▸ **What is expected**
Report every line of the records beneath this task that holds the string "variables".

▸ **Entries shown**

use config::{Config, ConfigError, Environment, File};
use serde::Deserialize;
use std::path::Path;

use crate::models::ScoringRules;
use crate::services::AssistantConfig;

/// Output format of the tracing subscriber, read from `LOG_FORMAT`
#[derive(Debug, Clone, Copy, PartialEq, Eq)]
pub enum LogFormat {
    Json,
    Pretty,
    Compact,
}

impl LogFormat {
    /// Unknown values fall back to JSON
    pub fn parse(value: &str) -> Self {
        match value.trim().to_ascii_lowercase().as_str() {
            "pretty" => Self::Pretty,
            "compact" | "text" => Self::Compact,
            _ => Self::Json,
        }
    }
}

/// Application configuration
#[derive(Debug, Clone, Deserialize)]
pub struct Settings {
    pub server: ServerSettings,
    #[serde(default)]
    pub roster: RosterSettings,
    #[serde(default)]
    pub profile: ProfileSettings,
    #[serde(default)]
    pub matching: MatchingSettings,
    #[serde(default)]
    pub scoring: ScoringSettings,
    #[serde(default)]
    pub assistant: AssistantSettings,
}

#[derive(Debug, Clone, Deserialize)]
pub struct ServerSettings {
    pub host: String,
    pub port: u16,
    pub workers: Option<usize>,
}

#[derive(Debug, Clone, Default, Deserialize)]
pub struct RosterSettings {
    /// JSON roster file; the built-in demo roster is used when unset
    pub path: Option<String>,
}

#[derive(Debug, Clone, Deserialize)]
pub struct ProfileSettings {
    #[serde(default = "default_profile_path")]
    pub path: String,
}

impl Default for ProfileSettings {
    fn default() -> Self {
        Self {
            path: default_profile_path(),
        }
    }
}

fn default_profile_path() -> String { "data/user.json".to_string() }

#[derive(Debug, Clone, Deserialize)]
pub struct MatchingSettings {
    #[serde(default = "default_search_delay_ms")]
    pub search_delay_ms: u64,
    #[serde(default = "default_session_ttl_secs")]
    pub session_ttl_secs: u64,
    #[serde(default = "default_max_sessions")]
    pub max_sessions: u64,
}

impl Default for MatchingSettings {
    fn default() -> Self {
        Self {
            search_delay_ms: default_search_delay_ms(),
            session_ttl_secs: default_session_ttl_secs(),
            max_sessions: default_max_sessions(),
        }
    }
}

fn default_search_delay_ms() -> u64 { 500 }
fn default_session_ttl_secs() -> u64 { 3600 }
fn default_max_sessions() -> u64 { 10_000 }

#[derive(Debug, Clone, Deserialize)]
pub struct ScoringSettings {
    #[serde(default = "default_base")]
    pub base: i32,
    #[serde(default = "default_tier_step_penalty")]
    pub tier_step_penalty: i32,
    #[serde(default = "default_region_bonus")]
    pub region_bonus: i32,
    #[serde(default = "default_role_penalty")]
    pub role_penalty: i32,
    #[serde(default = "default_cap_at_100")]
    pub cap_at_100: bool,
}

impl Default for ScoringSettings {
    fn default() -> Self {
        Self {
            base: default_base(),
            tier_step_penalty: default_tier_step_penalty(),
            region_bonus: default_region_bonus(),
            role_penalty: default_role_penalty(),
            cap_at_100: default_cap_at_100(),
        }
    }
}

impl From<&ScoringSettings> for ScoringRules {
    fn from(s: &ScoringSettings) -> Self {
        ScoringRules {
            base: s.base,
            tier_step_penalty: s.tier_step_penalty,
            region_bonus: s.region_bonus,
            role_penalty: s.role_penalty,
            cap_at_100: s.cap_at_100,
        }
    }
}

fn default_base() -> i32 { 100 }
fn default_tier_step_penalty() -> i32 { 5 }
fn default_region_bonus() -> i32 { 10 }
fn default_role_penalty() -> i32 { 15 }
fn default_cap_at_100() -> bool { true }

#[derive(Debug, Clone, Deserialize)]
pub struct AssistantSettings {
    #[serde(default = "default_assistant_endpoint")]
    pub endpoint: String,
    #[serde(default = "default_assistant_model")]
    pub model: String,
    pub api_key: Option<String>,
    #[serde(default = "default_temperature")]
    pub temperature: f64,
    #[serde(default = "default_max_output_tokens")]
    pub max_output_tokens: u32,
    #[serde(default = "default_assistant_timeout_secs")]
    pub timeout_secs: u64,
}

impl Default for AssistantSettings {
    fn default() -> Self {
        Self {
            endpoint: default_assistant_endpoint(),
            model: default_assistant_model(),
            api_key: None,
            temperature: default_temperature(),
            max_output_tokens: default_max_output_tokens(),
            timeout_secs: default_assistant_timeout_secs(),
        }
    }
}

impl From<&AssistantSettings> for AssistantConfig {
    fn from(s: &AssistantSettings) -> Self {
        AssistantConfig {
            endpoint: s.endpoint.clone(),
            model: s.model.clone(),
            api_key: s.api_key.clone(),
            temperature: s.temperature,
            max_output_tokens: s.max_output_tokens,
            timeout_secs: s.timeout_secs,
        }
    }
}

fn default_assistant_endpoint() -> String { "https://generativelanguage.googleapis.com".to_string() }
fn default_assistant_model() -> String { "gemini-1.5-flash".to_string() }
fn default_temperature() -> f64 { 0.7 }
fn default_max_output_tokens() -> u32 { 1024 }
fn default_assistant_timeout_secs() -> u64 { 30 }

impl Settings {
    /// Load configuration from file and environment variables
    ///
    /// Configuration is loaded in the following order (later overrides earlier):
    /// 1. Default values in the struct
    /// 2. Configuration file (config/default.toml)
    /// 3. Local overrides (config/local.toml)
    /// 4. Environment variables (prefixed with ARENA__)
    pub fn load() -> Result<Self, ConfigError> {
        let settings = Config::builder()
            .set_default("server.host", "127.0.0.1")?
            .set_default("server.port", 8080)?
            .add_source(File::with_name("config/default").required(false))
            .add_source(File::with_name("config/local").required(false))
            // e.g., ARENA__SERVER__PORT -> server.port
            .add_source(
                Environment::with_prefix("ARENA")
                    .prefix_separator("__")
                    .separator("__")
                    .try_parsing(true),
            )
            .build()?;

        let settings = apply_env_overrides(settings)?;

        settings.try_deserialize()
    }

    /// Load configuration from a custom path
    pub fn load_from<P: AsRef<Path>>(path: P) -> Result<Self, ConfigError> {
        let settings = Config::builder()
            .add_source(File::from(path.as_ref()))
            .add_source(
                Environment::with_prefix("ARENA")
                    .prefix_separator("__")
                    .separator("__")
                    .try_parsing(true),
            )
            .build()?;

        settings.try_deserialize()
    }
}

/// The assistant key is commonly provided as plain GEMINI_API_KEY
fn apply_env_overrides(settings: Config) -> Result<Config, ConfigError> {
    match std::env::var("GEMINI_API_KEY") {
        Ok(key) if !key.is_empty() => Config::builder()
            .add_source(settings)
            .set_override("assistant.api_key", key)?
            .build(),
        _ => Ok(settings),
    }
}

==

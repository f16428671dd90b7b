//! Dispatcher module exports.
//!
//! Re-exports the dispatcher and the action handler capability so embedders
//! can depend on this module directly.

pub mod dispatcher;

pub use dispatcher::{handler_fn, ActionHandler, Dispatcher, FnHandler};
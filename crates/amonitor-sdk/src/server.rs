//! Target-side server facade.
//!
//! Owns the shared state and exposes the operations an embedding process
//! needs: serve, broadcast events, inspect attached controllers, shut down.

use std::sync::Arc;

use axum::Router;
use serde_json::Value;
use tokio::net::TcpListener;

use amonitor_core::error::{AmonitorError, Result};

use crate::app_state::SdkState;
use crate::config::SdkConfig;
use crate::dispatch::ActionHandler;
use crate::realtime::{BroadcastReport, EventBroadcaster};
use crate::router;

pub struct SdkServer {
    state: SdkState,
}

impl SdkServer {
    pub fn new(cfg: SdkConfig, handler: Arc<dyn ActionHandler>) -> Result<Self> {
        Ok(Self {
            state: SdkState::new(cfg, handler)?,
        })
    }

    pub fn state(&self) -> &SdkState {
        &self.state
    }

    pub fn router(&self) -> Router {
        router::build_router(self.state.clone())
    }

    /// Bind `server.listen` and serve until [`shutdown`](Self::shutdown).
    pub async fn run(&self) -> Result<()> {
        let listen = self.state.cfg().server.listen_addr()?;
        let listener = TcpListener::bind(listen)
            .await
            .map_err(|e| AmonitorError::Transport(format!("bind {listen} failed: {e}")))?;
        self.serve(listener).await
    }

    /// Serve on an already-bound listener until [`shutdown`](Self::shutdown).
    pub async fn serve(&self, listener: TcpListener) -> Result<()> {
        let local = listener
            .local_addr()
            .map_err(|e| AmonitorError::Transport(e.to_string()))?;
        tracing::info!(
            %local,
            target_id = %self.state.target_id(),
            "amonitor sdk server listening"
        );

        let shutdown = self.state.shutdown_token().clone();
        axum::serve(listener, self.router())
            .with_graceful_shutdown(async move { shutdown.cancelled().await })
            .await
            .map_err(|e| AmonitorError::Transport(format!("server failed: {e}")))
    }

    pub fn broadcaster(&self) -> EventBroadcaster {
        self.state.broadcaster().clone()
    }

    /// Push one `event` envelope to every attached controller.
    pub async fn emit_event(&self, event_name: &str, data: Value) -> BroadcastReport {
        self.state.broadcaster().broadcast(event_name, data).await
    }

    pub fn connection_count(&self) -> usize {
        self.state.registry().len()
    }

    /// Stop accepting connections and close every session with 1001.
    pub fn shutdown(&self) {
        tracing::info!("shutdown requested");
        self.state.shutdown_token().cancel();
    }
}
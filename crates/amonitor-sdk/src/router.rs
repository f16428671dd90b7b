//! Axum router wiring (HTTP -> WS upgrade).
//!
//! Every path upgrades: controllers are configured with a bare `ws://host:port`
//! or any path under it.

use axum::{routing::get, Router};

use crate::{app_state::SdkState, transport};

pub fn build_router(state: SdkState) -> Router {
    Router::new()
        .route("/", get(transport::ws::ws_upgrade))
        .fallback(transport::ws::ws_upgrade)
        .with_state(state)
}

▸ **Reply to the exercise**
    /// Load configuration from file and environment variables
    /// 4. Environment variables (prefixed with ARENA__)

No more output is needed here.